*Exercise aim*: Please go line by line through the material and copy each one containing the word "WholeLifeCarbonAssessment".

*Listed entries*:
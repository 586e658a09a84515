//! Reporting standards ("indicators") an LCA export can be produced for.

use serde::{Deserialize, Serialize};

/// Assessment standard the export was produced for.
#[derive(Debug, Clone, Copy, Serialize, Deserialize, PartialEq, Eq, Hash, Default)]
#[allow(non_camel_case_types)]
pub enum Indicator {
    #[default]
    Undefined,
    WholeLifeCarbonAssessment,
    BREEAM,
    DGNB,
    LEED_Intl,
    LEED_US,
    Levels_Assessment_A1,
    Levels_Assessment_A2,
    Levels_Assessment_A2_NewVersion,
    Levels_Carbon_A1,
    Levels_Carbon_A1A2,
}

impl Indicator {
    /// Every supported indicator (everything but `Undefined`).
    pub const SUPPORTED: [Indicator; 10] = [
        Indicator::WholeLifeCarbonAssessment,
        Indicator::BREEAM,
        Indicator::DGNB,
        Indicator::LEED_Intl,
        Indicator::LEED_US,
        Indicator::Levels_Assessment_A1,
        Indicator::Levels_Assessment_A2,
        Indicator::Levels_Assessment_A2_NewVersion,
        Indicator::Levels_Carbon_A1,
        Indicator::Levels_Carbon_A1A2,
    ];

    pub fn identifier(&self) -> &'static str {
        match self {
            Indicator::Undefined => "Undefined",
            Indicator::WholeLifeCarbonAssessment => "WholeLifeCarbonAssessment",
            Indicator::BREEAM => "BREEAM",
            Indicator::DGNB => "DGNB",
            Indicator::LEED_Intl => "LEED_Intl",
            Indicator::LEED_US => "LEED_US",
            Indicator::Levels_Assessment_A1 => "Levels_Assessment_A1",
            Indicator::Levels_Assessment_A2 => "Levels_Assessment_A2",
            Indicator::Levels_Assessment_A2_NewVersion => "Levels_Assessment_A2_NewVersion",
            Indicator::Levels_Carbon_A1 => "Levels_Carbon_A1",
            Indicator::Levels_Carbon_A1A2 => "Levels_Carbon_A1A2",
        }
    }

    /// Indicator name as written by One Click LCA in the export metadata.
    pub fn display_text(&self) -> &'static str {
        match self {
            Indicator::Undefined => "Undefined",
            Indicator::WholeLifeCarbonAssessment => {
                "Whole life carbon assessment, GLA / RICS / Green Mark"
            }
            Indicator::BREEAM => "LCA for BREEAM UK",
            Indicator::DGNB => "LCA for DGNB (DE)",
            Indicator::LEED_Intl => "LCA for LEED, Int´l (CML)",
            Indicator::LEED_US => "LCA for LEED, US (TRACI)",
            Indicator::Levels_Assessment_A1 => "Level(s) life-cycle assessment (EN15804 +A1)",
            Indicator::Levels_Assessment_A2 => "Level(s) life-cycle assessment (EN15804 +A2)",
            Indicator::Levels_Assessment_A2_NewVersion => {
                "Level(s) life-cycle assessment (EN15804 +A2) (new version available)"
            }
            Indicator::Levels_Carbon_A1 => "Level(s) life-cycle carbon (EN15804 +A1)",
            Indicator::Levels_Carbon_A1A2 => "Level(s) life-cycle carbon (EN15804 +A1/+A2)",
        }
    }

    /// Parse an indicator from its identifier or display text.
    ///
    /// Comparison ignores case, whitespace and punctuation. Unknown values
    /// give `Undefined`.
    pub fn parse(value: &str) -> Indicator {
        let key = normalize(value);
        if key.is_empty() {
            return Indicator::Undefined;
        }
        Indicator::SUPPORTED
            .into_iter()
            .find(|i| normalize(i.identifier()) == key || normalize(i.display_text()) == key)
            .unwrap_or(Indicator::Undefined)
    }

    /// Identifiers of every supported indicator.
    pub fn valid_names() -> Vec<String> {
        Indicator::SUPPORTED
            .iter()
            .map(|i| i.identifier().to_string())
            .collect()
    }
}

fn normalize(value: &str) -> String {
    value
        .chars()
        .filter(|c| c.is_alphanumeric())
        .flat_map(|c| c.to_lowercase())
        .collect()
}

impl std::fmt::Display for Indicator {
    fn fmt(&self, f: &mut std::fmt::Formatter<'_>) -> std::fmt::Result {
        write!(f, "{}", self.identifier())
    }
}

#[cfg(test)]
mod tests {
    use super::*;

    #[test]
    fn test_parse_identifier_and_display_text() {
        assert_eq!(Indicator::parse("DGNB"), Indicator::DGNB);
        assert_eq!(Indicator::parse("leed_us"), Indicator::LEED_US);
        assert_eq!(Indicator::parse("LCA for BREEAM UK"), Indicator::BREEAM);
        assert_eq!(
            Indicator::parse("Level(s) life-cycle assessment (EN15804 +A2) (new version available)"),
            Indicator::Levels_Assessment_A2_NewVersion
        );
        assert_eq!(
            Indicator::parse("Whole life carbon assessment, GLA / RICS / Green Mark"),
            Indicator::WholeLifeCarbonAssessment
        );
    }

    #[test]
    fn test_parse_unknown_is_undefined() {
        assert_eq!(Indicator::parse(""), Indicator::Undefined);
        assert_eq!(Indicator::parse("Undefined"), Indicator::Undefined);
        assert_eq!(Indicator::parse("LCA for Mars"), Indicator::Undefined);
    }

    #[test]
    fn test_display_texts_are_distinct_after_normalization() {
        for a in Indicator::SUPPORTED {
            for b in Indicator::SUPPORTED {
                if a != b {
                    assert_ne!(normalize(a.display_text()), normalize(b.display_text()));
                }
            }
        }
        assert_eq!(Indicator::valid_names().len(), 10);
    }
}
#[cfg(test)]
mod tests {
    use super::*;
    use crate::models::{MetricKind, Stage};
    use crate::transform::profile::{self, ExtraKind};

    const SECTIONS: [&str; 9] = ["A1-A3", "A4", "B4-B5", "B4", "B4-Abfall", "B6a", "B6b", "C3", "D"];

    fn csv_line(cells: &[String]) -> String {
        let quoted: Vec<String> = cells
            .iter()
            .map(|c| format!("\"{}\"", c.replace('"', "\"\"")))
            .collect();
        quoted.join(",") + "\n"
    }

    /// A synthetic export for `indicator` covering every column of its profile.
    fn export_for(indicator: Indicator) -> String {
        let profile = profile::profile(indicator).unwrap();
        let mut headers: Vec<String> = [
            profile::SECTION,
            profile::RESOURCE,
            profile.category_column,
            profile::QUANTITY,
            profile::UNIT,
            profile::DATASOURCE,
            profile::MASS_OF_RAW_MATERIALS,
            profile::NAME,
        ]
        .iter()
        .map(|h| h.to_string())
        .collect();
        if let Some((column, _)) = profile.thickness {
            headers.push(column.to_string());
        }
        headers.extend(profile.metrics.iter().map(|m| m.column.to_string()));
        headers.extend(profile.extras.iter().map(|e| e.column.to_string()));

        let mut out = csv_line(&["Entity users", "Project name", "Design name", "Indicator name"].map(String::from));
        out += &csv_line(&[
            "alice@example.com, bob@example.com".to_string(),
            "Office".to_string(),
            "Design 1".to_string(),
            indicator.display_text().to_string(),
        ]);
        out += &csv_line(&headers);

        let materials = [("Concrete, C30/37", "12.5"), ("Steel", "3")];
        for (m, (resource, quantity)) in materials.iter().enumerate() {
            for (s, section) in SECTIONS.iter().enumerate() {
                let mut cells = vec![
                    section.to_string(),
                    resource.to_string(),
                    "2.1 Frame".to_string(),
                    quantity.to_string(),
                    "m3".to_string(),
                    format!("EPD {}", m),
                    if s % 3 == 0 { String::new() } else { format!("{}", 100 * (s + 1)) },
                    format!("{} product", resource),
                ];
                if profile.thickness.is_some() {
                    cells.push("200".to_string());
                }
                for j in 0..profile.metrics.len() {
                    // Leave some cells blank so "not computed" travels too.
                    if (j + s) % 4 == 0 {
                        cells.push(String::new());
                    } else {
                        cells.push(format!("{}", (j as f64 + 1.0) * 0.25 + (s * (m + 1)) as f64));
                    }
                }
                for (j, extra) in profile.extras.iter().enumerate() {
                    cells.push(match extra.kind {
                        ExtraKind::Text => format!("label {}", j),
                        ExtraKind::Number { .. } if s == 1 => String::new(),
                        ExtraKind::Number { .. } => format!("{}", j + s),
                    });
                }
                out += &csv_line(&cells);
            }
        }
        out
    }

    fn request(path: &Path) -> ReportRequest {
        ReportRequest::new(path).with_options(PullOptions::default().with_additional_inputs(1000.0, 50.0))
    }

    #[tokio::test]
    async fn test_round_trip_for_every_indicator() {
        for indicator in Indicator::SUPPORTED {
            let dir = tempfile::tempdir().unwrap();
            let export = dir.path().join("export.csv");
            std::fs::write(&export, export_for(indicator)).unwrap();

            let pulled = pull(Some(&PullRequest::Report(request(&export)))).await;
            assert!(!pulled.diagnostics.has_errors(), "{:?}", indicator);
            let report = pulled.value.unwrap();
            assert_eq!(report.indicator, indicator);
            assert_eq!(report.entries.len(), 2, "{:?}", indicator);

            let out = dir.path().join("tables");
            let pushed = push(Some(&report), Some(&PushConfig::Tables { directory: out.clone() })).await;
            let receipt = pushed.value.unwrap();
            assert_eq!(receipt.entry_count, 2);

            let back = sink::read_tables(&out).unwrap();
            assert_eq!(back.entries.len(), report.entries.len());
            for (original, read) in report.entries.iter().zip(&back.entries) {
                assert_eq!(read.resource, original.resource);
                assert_eq!(read.quantity, original.quantity);
                assert_eq!(read.category, original.category);
                for metric in &original.metrics {
                    let read_metric = read.metric(metric.kind).unwrap();
                    for stage in Stage::ALL {
                        match (metric.get(stage), read_metric.get(stage)) {
                            (Some(a), Some(b)) => assert!((a - b).abs() < 1e-9, "{:?} {:?}", indicator, stage),
                            (a, b) => assert_eq!(a, b, "{:?} {:?} {:?}", indicator, metric.kind, stage),
                        }
                    }
                }
            }
            assert_eq!(back, report, "{:?}", indicator);
        }
    }

    #[tokio::test]
    async fn test_pull_levels_a2_appends_derived_metric() {
        let dir = tempfile::tempdir().unwrap();
        let export = dir.path().join("export.csv");
        std::fs::write(&export, export_for(Indicator::Levels_Assessment_A2)).unwrap();

        let report = pull(Some(&PullRequest::Report(ReportRequest::new(&export))))
            .await
            .value
            .unwrap();
        let metrics = &report.entries[0].metrics;
        assert_eq!(metrics.last().map(|m| m.kind), Some(MetricKind::ClimateChangeTotalNoBiogenic));
        assert_eq!(report.entries[0].thickness, Some(0.2));
    }

    #[tokio::test]
    async fn test_pull_dgnb_without_inputs_records_missing_input() {
        let dir = tempfile::tempdir().unwrap();
        let export = dir.path().join("export.csv");
        std::fs::write(&export, export_for(Indicator::DGNB)).unwrap();

        let outcome = pull(Some(&PullRequest::Report(ReportRequest::new(&export)))).await;
        let report = outcome.value.unwrap();
        assert!(report.entries.is_empty());
        assert!(outcome
            .diagnostics
            .has_populate_error(|e| matches!(e, PopulateError::MissingInput(_))));
    }

    #[tokio::test]
    async fn test_pull_metadata_only() {
        let dir = tempfile::tempdir().unwrap();
        let export = dir.path().join("export.csv");
        std::fs::write(&export, export_for(Indicator::BREEAM)).unwrap();

        let outcome = pull(Some(&PullRequest::Metadata(request(&export)))).await;
        let report = outcome.value.unwrap();
        assert_eq!(report.indicator, Indicator::BREEAM);
        assert_eq!(report.entity_users, vec!["alice@example.com", "bob@example.com"]);
        assert_eq!(report.project_name, "Office");
        assert!(report.entries.is_empty());
        assert_eq!(report.additional_inputs(), Some((1000.0, 50.0)));
    }

    #[tokio::test]
    async fn test_pull_unknown_indicator() {
        let dir = tempfile::tempdir().unwrap();
        let export = dir.path().join("export.csv");
        let content = export_for(Indicator::BREEAM).replace("LCA for BREEAM UK", "LCA for HQE");
        std::fs::write(&export, content).unwrap();

        let outcome = pull(Some(&PullRequest::Report(ReportRequest::new(&export)))).await;
        let report = outcome.value.unwrap();
        assert_eq!(report.indicator, Indicator::Undefined);
        assert!(report.entries.is_empty());
        assert!(outcome.diagnostics.has_populate_error(
            |e| matches!(e, PopulateError::UnsupportedIndicator { value, .. } if value == "LCA for HQE")
        ));
    }

    #[tokio::test]
    async fn test_pull_failures_are_recorded() {
        let outcome = pull(None).await;
        assert!(outcome.value.is_none());
        assert!(outcome.diagnostics.has_errors());

        let dir = tempfile::tempdir().unwrap();
        let missing = dir.path().join("missing.csv");
        let outcome = pull(Some(&PullRequest::Report(ReportRequest::new(&missing)))).await;
        assert!(outcome.value.is_none());
        assert!(outcome.diagnostics.has_errors());

        let empty = dir.path().join("empty.csv");
        std::fs::write(&empty, "").unwrap();
        let outcome = pull(Some(&PullRequest::Report(ReportRequest::new(&empty)))).await;
        assert!(outcome.value.is_none());
        assert!(outcome.diagnostics.has_errors());
    }

    #[tokio::test]
    async fn test_push_json_and_unsupported_format() {
        let dir = tempfile::tempdir().unwrap();
        let report = Report::new(Indicator::BREEAM);

        let path = dir.path().join("report.json");
        let outcome = push(Some(&report), Some(&PushConfig::Json { path: path.clone() })).await;
        assert_eq!(outcome.value.unwrap().paths, vec![path.clone()]);
        assert_eq!(sink::read_json(&path).unwrap(), report);

        let outcome = push(
            Some(&report),
            Some(&PushConfig::OneClickLca { path: dir.path().join("x.xlsx") }),
        )
        .await;
        assert!(outcome.value.is_none());
        assert!(outcome.diagnostics.has_errors());

        assert!(push(None, Some(&PushConfig::Json { path })).await.value.is_none());
        assert!(push(Some(&report), None).await.value.is_none());
    }
}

*Written response*:
    WholeLifeCarbonAssessment,
        Indicator::WholeLifeCarbonAssessment,
            Indicator::WholeLifeCarbonAssessment => "WholeLifeCarbonAssessment",
            Indicator::WholeLifeCarbonAssessment => {
            Indicator::WholeLifeCarbonAssessment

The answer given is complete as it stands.